Arlen started to argue, but saw the set of Tristan’s jaw and knew that the prince would not change his mind. “All right,” he grunted. “But one of us must ride back with the lass.”

“Forget that idea!” snapped Robyn. “I’m coming with you!” Tristan could not suppress a smile at Arlen’s chagrin. As in childhood, the two of them usually managed to manipulate the old warrior into doing what they wanted.

“Then ye’ll all do as you’re told,” grunted Arlen. “We’ll move slowly and quietly – if yer seen, yer lives won’t be worth a copper piece!”

Daryth had circled the group as they talked, and now called from a short distance away. “Here! I’ve found another track – and here’s another. They went this way!”

Daryth pointed to the southeast, toward a low notch in the rolling terrain of the forest. The land climbed steeply to the south, toward a crest of rock that ran for dozens of miles, high above the surrounding pine, oak, and aspens. Among the ridges nestled numerous swales and valleys, containing hundreds of lakes and many small, isolated pockets of thick woods.

The companions swiftly gathered their gear and scattered any signs of their camp. Tristan felt a thrill in anticipation of battle. He stroked the hilt of the longsword hanging at his side, and examined the mounting of his lance. The thin wooden shaft was smooth and flawless, the head of hard steel razor-sharp.

As the riders mounted, the hounds gathered eagerly, as if they, too, could scent battle.
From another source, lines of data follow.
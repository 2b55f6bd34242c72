//! Core types used throughout PriceWatch
//!
//! Trading pairs, market keys, quote sides and price-move directions.

use rust_decimal::Decimal;
use serde::{Deserialize, Serialize};
use std::fmt;

/// Trading pair identifier as the exchange names it (e.g. "BTC-USDT")
#[derive(Debug, Clone, PartialEq, Eq, Hash, PartialOrd, Ord, Serialize, Deserialize)]
#[serde(transparent)]
pub struct TradingPair(String);

impl TradingPair {
    pub fn new(symbol: impl Into<String>) -> Self {
        Self(symbol.into())
    }

    pub fn as_str(&self) -> &str {
        &self.0
    }
}

impl fmt::Display for TradingPair {
    fn fmt(&self, f: &mut fmt::Formatter<'_>) -> fmt::Result {
        f.write_str(&self.0)
    }
}

impl From<&str> for TradingPair {
    fn from(s: &str) -> Self {
        Self::new(s)
    }
}

/// One trading pair on one exchange
#[derive(Debug, Clone, PartialEq, Eq, Hash, PartialOrd, Ord)]
pub struct MarketKey {
    pub exchange: String,
    pub pair: TradingPair,
}

impl MarketKey {
    pub fn new(exchange: impl Into<String>, pair: TradingPair) -> Self {
        Self {
            exchange: exchange.into(),
            pair,
        }
    }
}

impl fmt::Display for MarketKey {
    fn fmt(&self, f: &mut fmt::Formatter<'_>) -> fmt::Result {
        write!(f, "{}@{}", self.pair, self.exchange)
    }
}

/// Book side to price against.
///
/// A buyer pays the best ask, a seller receives the best bid.
#[derive(Debug, Clone, Copy, PartialEq, Eq, Hash)]
pub enum Side {
    Buy,
    Sell,
}

impl fmt::Display for Side {
    fn fmt(&self, f: &mut fmt::Formatter<'_>) -> fmt::Result {
        match self {
            Side::Buy => write!(f, "BUY"),
            Side::Sell => write!(f, "SELL"),
        }
    }
}

/// Direction of a price move
#[derive(Debug, Clone, Copy, PartialEq, Eq, Serialize, Deserialize)]
pub enum Direction {
    Up,
    Down,
}

impl Direction {
    /// Classify a signed percentage change. A flat move has no direction.
    pub fn from_change(pct: Decimal) -> Option<Self> {
        if pct.is_sign_positive() && !pct.is_zero() {
            Some(Direction::Up)
        } else if pct.is_sign_negative() && !pct.is_zero() {
            Some(Direction::Down)
        } else {
            None
        }
    }
}

impl fmt::Display for Direction {
    fn fmt(&self, f: &mut fmt::Formatter<'_>) -> fmt::Result {
        match self {
            Direction::Up => write!(f, "UP"),
            Direction::Down => write!(f, "DOWN"),
        }
    }
}

/// Top of book for one pair at one tick
#[derive(Debug, Clone, Copy, PartialEq, Eq)]
pub struct Quote {
    /// Best bid price
    pub bid: Decimal,
    /// Mid price
    pub mid: Decimal,
    /// Best ask price
    pub ask: Decimal,
}

/// Mid price observed for a market at a tick
#[derive(Debug, Clone, PartialEq, Eq)]
pub struct PriceSample {
    pub market: MarketKey,
    pub price: Decimal,
}

#[cfg(test)]
mod tests {
    use super::*;
    use rust_decimal_macros::dec;

    #[test]
    fn test_direction_from_change() {
        assert_eq!(Direction::from_change(dec!(1.5)), Some(Direction::Up));
        assert_eq!(Direction::from_change(dec!(-2.0)), Some(Direction::Down));
        assert_eq!(Direction::from_change(dec!(0)), None);
        assert_eq!(Direction::from_change(dec!(-0.00)), None);
    }

    #[test]
    fn test_market_key_display() {
        let key = MarketKey::new("binance", TradingPair::from("BTC-USDT"));
        assert_eq!(key.to_string(), "BTC-USDT@binance");
    }
}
Daryth indicated the spoor, then he gestured sharply downward as the hounds were about to take up the cry, and the canine jaws snapped silently shut. Quietly, as ordered by the houndmaster, the dogs took up the spoor of the Firbolg.

“How old is the sign?” Tristan asked Robyn, whose knowledge of the wild included tracking animals. “Can you tell?”
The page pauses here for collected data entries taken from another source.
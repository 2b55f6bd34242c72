//! Price Logger - logs bid/mid/ask for every configured market

use super::{check_connectors, report_failure, sample_markets, ScriptStrategy};
use crate::config::Markets;
use crate::connector::{fetch_quote, ConnectorMap};
use crate::error::ConfigError;
use crate::monitor::SamplingGate;
use crate::report::{format_2dp, ReportSink};
use crate::types::{MarketKey, Quote};

pub struct PriceLogger {
    connectors: ConnectorMap,
    markets: Markets,
    gate: SamplingGate,
    sink: Box<dyn ReportSink>,
}

impl PriceLogger {
    pub const NAME: &'static str = "price_logger";

    pub fn new(
        connectors: ConnectorMap,
        markets: Markets,
        gate: SamplingGate,
        sink: Box<dyn ReportSink>,
    ) -> Result<Self, ConfigError> {
        check_connectors(&markets, &connectors)?;
        Ok(Self {
            connectors,
            markets,
            gate,
            sink,
        })
    }

    /// Log one quote line per market, grouped by exchange.
    /// Returns the quotes that were fetched.
    pub fn log_prices(&self) -> Vec<(MarketKey, Quote)> {
        let mut quoted = Vec::new();

        for exchange in self.markets.exchanges() {
            self.sink
                .log_info(&format!("=== {} ===", exchange.to_uppercase()));

            let samples = sample_markets(&self.connectors, &self.markets, exchange, fetch_quote);
            for (market, result) in samples {
                match result {
                    Ok(quote) => {
                        self.sink.log_info(&format!(
                            "{}: Bid: ${} | Mid: ${} | Ask: ${}",
                            market.pair,
                            format_2dp(quote.bid),
                            format_2dp(quote.mid),
                            format_2dp(quote.ask)
                        ));
                        quoted.push((market, quote));
                    }
                    Err(failure) => report_failure(self.sink.as_ref(), &failure),
                }
            }
        }

        quoted
    }
}

impl ScriptStrategy for PriceLogger {
    fn name(&self) -> &'static str {
        Self::NAME
    }

    fn on_tick(&mut self, timestamp: i64) {
        if !self.gate.is_open(timestamp) {
            return;
        }
        self.log_prices();
    }

    fn on_stop(&mut self) {
        self.sink.log_info("Price logger stopped");
    }
}
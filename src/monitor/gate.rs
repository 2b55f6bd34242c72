//! Sampling gate - decides which host ticks do work

use std::num::NonZeroU64;

/// True when `timestamp` (Unix seconds) falls on an `interval` boundary
pub fn should_sample(timestamp: i64, interval: NonZeroU64) -> bool {
    // Intervals beyond i64::MAX never divide a real timestamp except 0
    match i64::try_from(interval.get()) {
        Ok(interval) => timestamp.rem_euclid(interval) == 0,
        Err(_) => timestamp == 0,
    }
}

/// Sampling cadence carried by a strategy
#[derive(Debug, Clone, Copy, PartialEq, Eq)]
pub struct SamplingGate {
    interval: NonZeroU64,
}

impl SamplingGate {
    pub fn new(interval: NonZeroU64) -> Self {
        Self { interval }
    }

    /// Gate that opens on every tick
    pub fn every_tick() -> Self {
        Self::new(NonZeroU64::MIN)
    }

    pub fn interval(&self) -> NonZeroU64 {
        self.interval
    }

    pub fn is_open(&self, timestamp: i64) -> bool {
        should_sample(timestamp, self.interval)
    }
}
“No more than a day,” she estimated. They started after the monsters, and for a few hours had no difficulty following the spoor. Huge footprints, careless destruction of plants, and, occasionally, offal clearly marked the path of the Firbolgs.

Then the trail crossed a region of smooth rock, and the keen noses of the hounds became the only guide. Shortly, the Firbolgs had again entered woodlands, and the trail grew plain.

For two days the companions rode along the giants’ trail, stopping only for brief rests. They pursued long into the night, under the brilliant light of the full moon.

Shortly after they left the lakeshore, the trail dropped into a stream bed, and the dogs lost the scent. It was Robyn who noticed, a hundred paces upstream, the scuffed bark of a pine tree, indicating where the monsters had climbed from the stream.

Then, later, as a small storm washed out a portion of the spoor, it was Robyn again who saw the faint impressions in the sodden grass that indicated the passage of heavy bodies. It was as if the ground itself spoke to her, revealing hidden knowledge of those who had passed.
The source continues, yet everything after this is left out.